Up through the line that contains "type Output = String;", retype the entries exactly, beginning at the very first line.

>>

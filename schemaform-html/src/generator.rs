//! HTML form generator implementation.

use std::convert::Infallible;

use schemaform::{Control, FieldValue, FieldView, FormEngine, FormRenderer, FormView};

/// Options for HTML generation.
#[derive(Debug, Clone)]
pub struct HtmlOptions {
    /// Document title. Falls back to the form title.
    pub title: Option<String>,
    /// Whether to include default CSS styling.
    pub include_styles: bool,
    /// Whether to generate a complete HTML document (with html/head/body tags).
    pub full_document: bool,
    /// Custom CSS class prefix for all generated elements.
    pub class_prefix: String,
}

impl HtmlOptions {
    /// Create new options with default values.
    pub fn new() -> Self {
        Self {
            title: None,
            include_styles: true,
            full_document: true,
            class_prefix: "form".to_string(),
        }
    }

    /// Set the document title.
    pub fn with_title(mut self, title: impl Into<String>) -> Self {
        self.title = Some(title.into());
        self
    }

    /// Enable or disable default CSS styling.
    pub fn with_styles(mut self, include: bool) -> Self {
        self.include_styles = include;
        self
    }

    /// Generate a complete HTML document or just the form fragment.
    pub fn full_document(mut self, full: bool) -> Self {
        self.full_document = full;
        self
    }

    /// Set a custom CSS class prefix.
    pub fn with_class_prefix(mut self, prefix: impl Into<String>) -> Self {
        self.class_prefix = prefix.into();
        self
    }
}

impl Default for HtmlOptions {
    fn default() -> Self {
        Self::new()
    }
}

/// Renders form views as HTML markup.
#[derive(Debug, Clone)]
pub struct HtmlRenderer {
    options: HtmlOptions,
}

impl Default for HtmlRenderer {
    fn default() -> Self {
        Self::new(HtmlOptions::new())
    }
}

impl HtmlRenderer {
    /// Create a renderer with the given options.
    pub fn new(options: HtmlOptions) -> Self {
        Self { options }
    }

    /// Get the options.
    pub fn options(&self) -> &HtmlOptions {
        &self.options
    }
}

impl FormRenderer for HtmlRenderer {
    type Output = String;
    type Error = Infallible;

    fn render(&self, view: &FormView) -> Result<String, Infallible> {
        Ok(generate_html(view, &self.options))
    }
}

/// Render the engine's current state with default options.
pub fn to_html(engine: &FormEngine) -> String {
    to_html_with_options(engine, HtmlOptions::new())
}

/// Render the engine's current state with custom options.
pub fn to_html_with_options(engine: &FormEngine, options: HtmlOptions) -> String {
    generate_html(&engine.render(), &options)
}

/// Generate HTML from a form view.
fn generate_html(view: &FormView, options: &HtmlOptions) -> String {
    let mut html = String::new();
    let prefix = escape_html(&options.class_prefix);

    if options.full_document {
        html.push_str("<!DOCTYPE html>\n<html lang=\"en\">\n<head>\n");
        html.push_str("  <meta charset=\"UTF-8\">\n");
        html.push_str(
            "  <meta name=\"viewport\" content=\"width=device-width, initial-scale=1.0\">\n",
        );

        if let Some(title) = options.title.as_ref().or(view.title.as_ref()) {
            html.push_str(&format!("  <title>{}</title>\n", escape_html(title)));
        }

        if options.include_styles {
            html.push_str(&generate_styles(&prefix));
        }

        html.push_str("</head>\n<body>\n");
    }

    html.push_str(&format!("<form class=\"{prefix}-form\" novalidate>\n"));

    if let Some(title) = &view.title {
        html.push_str(&format!(
            "  <h2 class=\"{prefix}-title\">{}</h2>\n",
            escape_html(title)
        ));
    }

    html.push_str(&format!("  <div class=\"{prefix}-fields\">\n"));
    for field in &view.fields {
        html.push_str(&generate_field(field, &prefix, 2));
    }
    html.push_str("  </div>\n");

    html.push_str(&format!(
        "  <button type=\"submit\" class=\"{prefix}-submit\">{}</button>\n",
        escape_html(&view.submit_label)
    ));

    html.push_str("</form>\n");

    if options.full_document {
        html.push_str("</body>\n</html>\n");
    }

    html
}

/// Generate HTML for a single field row.
fn generate_field(field: &FieldView, prefix: &str, indent: usize) -> String {
    let ind = "  ".repeat(indent);
    let name = escape_html(&field.name);
    let field_id = format!("{prefix}-{name}");
    let label = if field.required {
        format!("{} *", field.label)
    } else {
        field.label.clone()
    };

    let text_value = field
        .value
        .as_ref()
        .and_then(FieldValue::as_str)
        .unwrap_or_default();
    let placeholder_attr = field
        .placeholder
        .as_ref()
        .map(|p| format!(" placeholder=\"{}\"", escape_html(p)))
        .unwrap_or_default();
    let mut state_attrs = String::new();
    if field.readonly {
        state_attrs.push_str(" readonly");
    }
    if field.disabled {
        state_attrs.push_str(" disabled");
    }

    let mut html = String::new();
    html.push_str(&format!("{ind}<div class=\"{prefix}-row\">\n"));

    match &field.control {
        Control::TextInput | Control::DatePicker => {
            let (input_type, placeholder) = match field.control {
                Control::DatePicker => ("date", ""),
                _ => ("text", placeholder_attr.as_str()),
            };
            html.push_str(&format!(
                "{ind}  <label for=\"{field_id}\">{}</label>\n",
                escape_html(&label)
            ));
            html.push_str(&format!(
                "{ind}  <input type=\"{input_type}\" id=\"{field_id}\" name=\"{name}\" value=\"{}\"{placeholder}{state_attrs}>\n",
                escape_html(text_value)
            ));
        }

        Control::TextArea => {
            html.push_str(&format!(
                "{ind}  <label for=\"{field_id}\">{}</label>\n",
                escape_html(&label)
            ));
            html.push_str(&format!(
                "{ind}  <textarea id=\"{field_id}\" name=\"{name}\" rows=\"4\"{placeholder_attr}{state_attrs}>{}</textarea>\n",
                escape_html(text_value)
            ));
        }

        Control::Dropdown {
            options,
            placeholder,
        } => {
            let disabled = if field.disabled { " disabled" } else { "" };
            let sentinel_selected = if text_value.is_empty() { " selected" } else { "" };

            html.push_str(&format!(
                "{ind}  <label for=\"{field_id}\">{}</label>\n",
                escape_html(&label)
            ));
            html.push_str(&format!(
                "{ind}  <select id=\"{field_id}\" name=\"{name}\"{disabled}>\n"
            ));
            html.push_str(&format!(
                "{ind}    <option value=\"\" disabled{sentinel_selected}>{}</option>\n",
                escape_html(placeholder)
            ));
            for option in options {
                let selected = if option == text_value { " selected" } else { "" };
                html.push_str(&format!(
                    "{ind}    <option value=\"{0}\"{selected}>{0}</option>\n",
                    escape_html(option)
                ));
            }
            html.push_str(&format!("{ind}  </select>\n"));
        }

        Control::MultiSelect { options } => {
            let chosen = field
                .value
                .as_ref()
                .and_then(FieldValue::as_list)
                .unwrap_or_default();
            let disabled = if field.disabled { " disabled" } else { "" };

            html.push_str(&format!(
                "{ind}  <label for=\"{field_id}\">{}</label>\n",
                escape_html(&label)
            ));
            html.push_str(&format!(
                "{ind}  <select multiple id=\"{field_id}\" name=\"{name}\"{disabled}>\n"
            ));
            for option in options {
                let selected = if chosen.contains(option) {
                    " selected"
                } else {
                    ""
                };
                html.push_str(&format!(
                    "{ind}    <option value=\"{0}\"{selected}>{0}</option>\n",
                    escape_html(option)
                ));
            }
            html.push_str(&format!("{ind}  </select>\n"));
        }

        Control::Checkbox => {
            let checked = field
                .value
                .as_ref()
                .and_then(FieldValue::as_bool)
                .unwrap_or(false);
            let checked = if checked { " checked" } else { "" };

            // The label wraps the box and carries no required marker.
            html.push_str(&format!("{ind}  <label class=\"{prefix}-checkbox-label\">\n"));
            html.push_str(&format!(
                "{ind}    <input type=\"checkbox\" id=\"{field_id}\" name=\"{name}\"{checked}{state_attrs}>\n"
            ));
            html.push_str(&format!(
                "{ind}    <span>{}</span>\n",
                escape_html(&field.label)
            ));
            html.push_str(&format!("{ind}  </label>\n"));
        }
    }

    if let Some(error) = &field.error {
        html.push_str(&format!(
            "{ind}  <div class=\"{prefix}-error\">{}</div>\n",
            escape_html(error)
        ));
    }

    html.push_str(&format!("{ind}</div>\n"));
    html
}

/// Escape HTML special characters.
fn escape_html(s: &str) -> String {
    s.replace('&', "&amp;")
        .replace('<', "&lt;")
        .replace('>', "&gt;")
        .replace('"', "&quot;")
        .replace('\'', "&#39;")
}

/// Generate default CSS styles.
fn generate_styles(prefix: &str) -> String {
    format!(
        r#"  <style>
    .{prefix}-form {{
      max-width: 600px;
      margin: 2rem auto;
      padding: 1rem;
      font-family: sans-serif;
    }}
    .{prefix}-row {{
      margin: 0.75rem 0;
    }}
    .{prefix}-row label {{
      display: block;
      margin-bottom: 0.25rem;
    }}
    .{prefix}-row input[type="text"], .{prefix}-row input[type="date"],
    .{prefix}-row textarea, .{prefix}-row select {{
      width: 100%;
      padding: 0.5rem;
      box-sizing: border-box;
    }}
    .{prefix}-checkbox-label {{
      display: flex;
      align-items: center;
      gap: 0.5rem;
    }}
    .{prefix}-error {{
      color: #b00020;
      font-size: 0.875rem;
      margin-top: 0.25rem;
    }}
    .{prefix}-submit {{
      margin-top: 0.75rem;
      padding: 0.5rem 1rem;
    }}
  </style>
"#
    )
}

#[cfg(test)]
mod tests {
    use super::*;
    use example_forms::{conditional_survey, user_registration};

    fn fragment(engine: &FormEngine) -> String {
        to_html_with_options(engine, HtmlOptions::new().full_document(false))
    }

    #[test]
    fn html_options_chaining() {
        let options = HtmlOptions::new()
            .with_title("Test Form")
            .with_styles(false)
            .full_document(false)
            .with_class_prefix("my-form");

        assert_eq!(options.title, Some("Test Form".to_string()));
        assert!(!options.include_styles);
        assert!(!options.full_document);
        assert_eq!(options.class_prefix, "my-form");
    }

    #[test]
    fn full_document_uses_form_title() {
        let engine = FormEngine::new(user_registration());
        let html = to_html(&engine);

        assert!(html.starts_with("<!DOCTYPE html>"));
        assert!(html.contains("<title>User Registration</title>"));
        assert!(html.contains("<style>"));
        assert!(html.contains("<h2 class=\"form-title\">User Registration</h2>"));
        assert!(html.trim_end().ends_with("</html>"));
    }

    #[test]
    fn one_control_per_field_type() {
        let engine = FormEngine::new(user_registration());
        let html = fragment(&engine);

        assert!(!html.contains("<html"));
        assert!(html.contains("<label for=\"form-fullName\">Full Name *</label>"));
        assert!(html.contains("placeholder=\"you@example.com\""));
        assert!(html.contains("<input type=\"date\" id=\"form-dob\""));
        assert!(html.contains("<option value=\"\" disabled selected>Select...</option>"));
        assert!(html.contains("<select multiple id=\"form-hobbies\""));
        assert!(html.contains("<input type=\"checkbox\" id=\"form-subscribe\" name=\"subscribe\">"));
        assert!(html.contains("<textarea id=\"form-about\""));
        assert!(html.contains("<button type=\"submit\" class=\"form-submit\">Submit</button>"));
    }

    #[test]
    fn values_and_errors_are_rendered() {
        let mut engine = FormEngine::new(user_registration()).with_submit_label("Register");
        engine.set_value("email", "not-an-email").unwrap();
        engine.set_value("gender", "Other").unwrap();
        engine.set_value("hobbies", vec!["Music"]).unwrap();
        engine.set_value("subscribe", true).unwrap();
        assert!(engine.submit().is_err());

        let html = fragment(&engine);
        assert!(html.contains("value=\"not-an-email\""));
        assert!(html.contains("<div class=\"form-error\">Invalid email address</div>"));
        assert!(html.contains("<div class=\"form-error\">Full Name is required</div>"));
        assert!(html.contains("<option value=\"Other\" selected>Other</option>"));
        assert!(html.contains("<option value=\"\" disabled>Select...</option>"));
        assert!(html.contains("<option value=\"Music\" selected>Music</option>"));
        assert!(html.contains("name=\"subscribe\" checked"));
        assert!(html.contains(">Register</button>"));
    }

    #[test]
    fn invisible_fields_are_not_rendered() {
        let mut engine = FormEngine::new(conditional_survey());
        let html = fragment(&engine);
        assert!(!html.contains("name=\"employer\""));
        assert!(!html.contains("name=\"internalId\""));
        assert!(html.contains("name=\"note\" value=\"\" readonly>"));

        engine.set_value("employed", "Yes").unwrap();
        let html = fragment(&engine);
        assert!(html.contains("name=\"employer\""));
        assert!(html.contains("placeholder=\"Your employer\""));
    }

    #[test]
    fn text_is_escaped() {
        let schema = schemaform::FormSchema::new(vec![schemaform::FieldSchema::new(
            "q",
            "<b>Quote</b> & \"co\"",
            schemaform::FieldType::Text,
        )]);
        let html = fragment(&FormEngine::new(schema));

        assert!(html.contains("&lt;b&gt;Quote&lt;/b&gt; &amp; &quot;co&quot;"));
        assert!(!html.contains("<b>"));
    }

    #[test]
    fn class_prefix_is_escaped() {
        let engine = FormEngine::new(conditional_survey());
        let html = to_html_with_options(
            &engine,
            HtmlOptions::new().with_class_prefix("x\"><script>alert(1)</script>"),
        );

        assert!(!html.contains("<script>"));
        assert!(html.contains("class=\"x&quot;&gt;&lt;script&gt;alert(1)&lt;/script&gt;-form\""));
        assert!(html.contains("id=\"x&quot;&gt;&lt;script&gt;alert(1)&lt;/script&gt;-employed\""));
    }

    #[test]
    fn renderer_trait() {
        let engine = FormEngine::new(conditional_survey());
        let renderer = HtmlRenderer::new(HtmlOptions::new().with_class_prefix("survey"));

        let html = engine.render_with(&renderer).unwrap();
        assert!(html.contains("class=\"survey-form\""));
        assert_eq!(renderer.options().class_prefix, "survey");
    }
}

<<

- [The completed task]:
filename schemaform-html/src/generator.rs
//! HTML form generator implementation.

use std::convert::Infallible;

use schemaform::{Control, FieldValue, FieldView, FormEngine, FormRenderer, FormView};

/// Options for HTML generation.
#[derive(Debug, Clone)]
pub struct HtmlOptions {
    /// Document title. Falls back to the form title.
    pub title: Option<String>,
    /// Whether to include default CSS styling.
    pub include_styles: bool,
    /// Whether to generate a complete HTML document (with html/head/body tags).
    pub full_document: bool,
    /// Custom CSS class prefix for all generated elements.
    pub class_prefix: String,
}

impl HtmlOptions {
    /// Create new options with default values.
    pub fn new() -> Self {
        Self {
            title: None,
            include_styles: true,
            full_document: true,
            class_prefix: "form".to_string(),
        }
    }

    /// Set the document title.
    pub fn with_title(mut self, title: impl Into<String>) -> Self {
        self.title = Some(title.into());
        self
    }

    /// Enable or disable default CSS styling.
    pub fn with_styles(mut self, include: bool) -> Self {
        self.include_styles = include;
        self
    }

    /// Generate a complete HTML document or just the form fragment.
    pub fn full_document(mut self, full: bool) -> Self {
        self.full_document = full;
        self
    }

    /// Set a custom CSS class prefix.
    pub fn with_class_prefix(mut self, prefix: impl Into<String>) -> Self {
        self.class_prefix = prefix.into();
        self
    }
}

impl Default for HtmlOptions {
    fn default() -> Self {
        Self::new()
    }
}

/// Renders form views as HTML markup.
#[derive(Debug, Clone)]
pub struct HtmlRenderer {
    options: HtmlOptions,
}

impl Default for HtmlRenderer {
    fn default() -> Self {
        Self::new(HtmlOptions::new())
    }
}

impl HtmlRenderer {
    /// Create a renderer with the given options.
    pub fn new(options: HtmlOptions) -> Self {
        Self { options }
    }

    /// Get the options.
    pub fn options(&self) -> &HtmlOptions {
        &self.options
    }
}

impl FormRenderer for HtmlRenderer {
    type Output = String;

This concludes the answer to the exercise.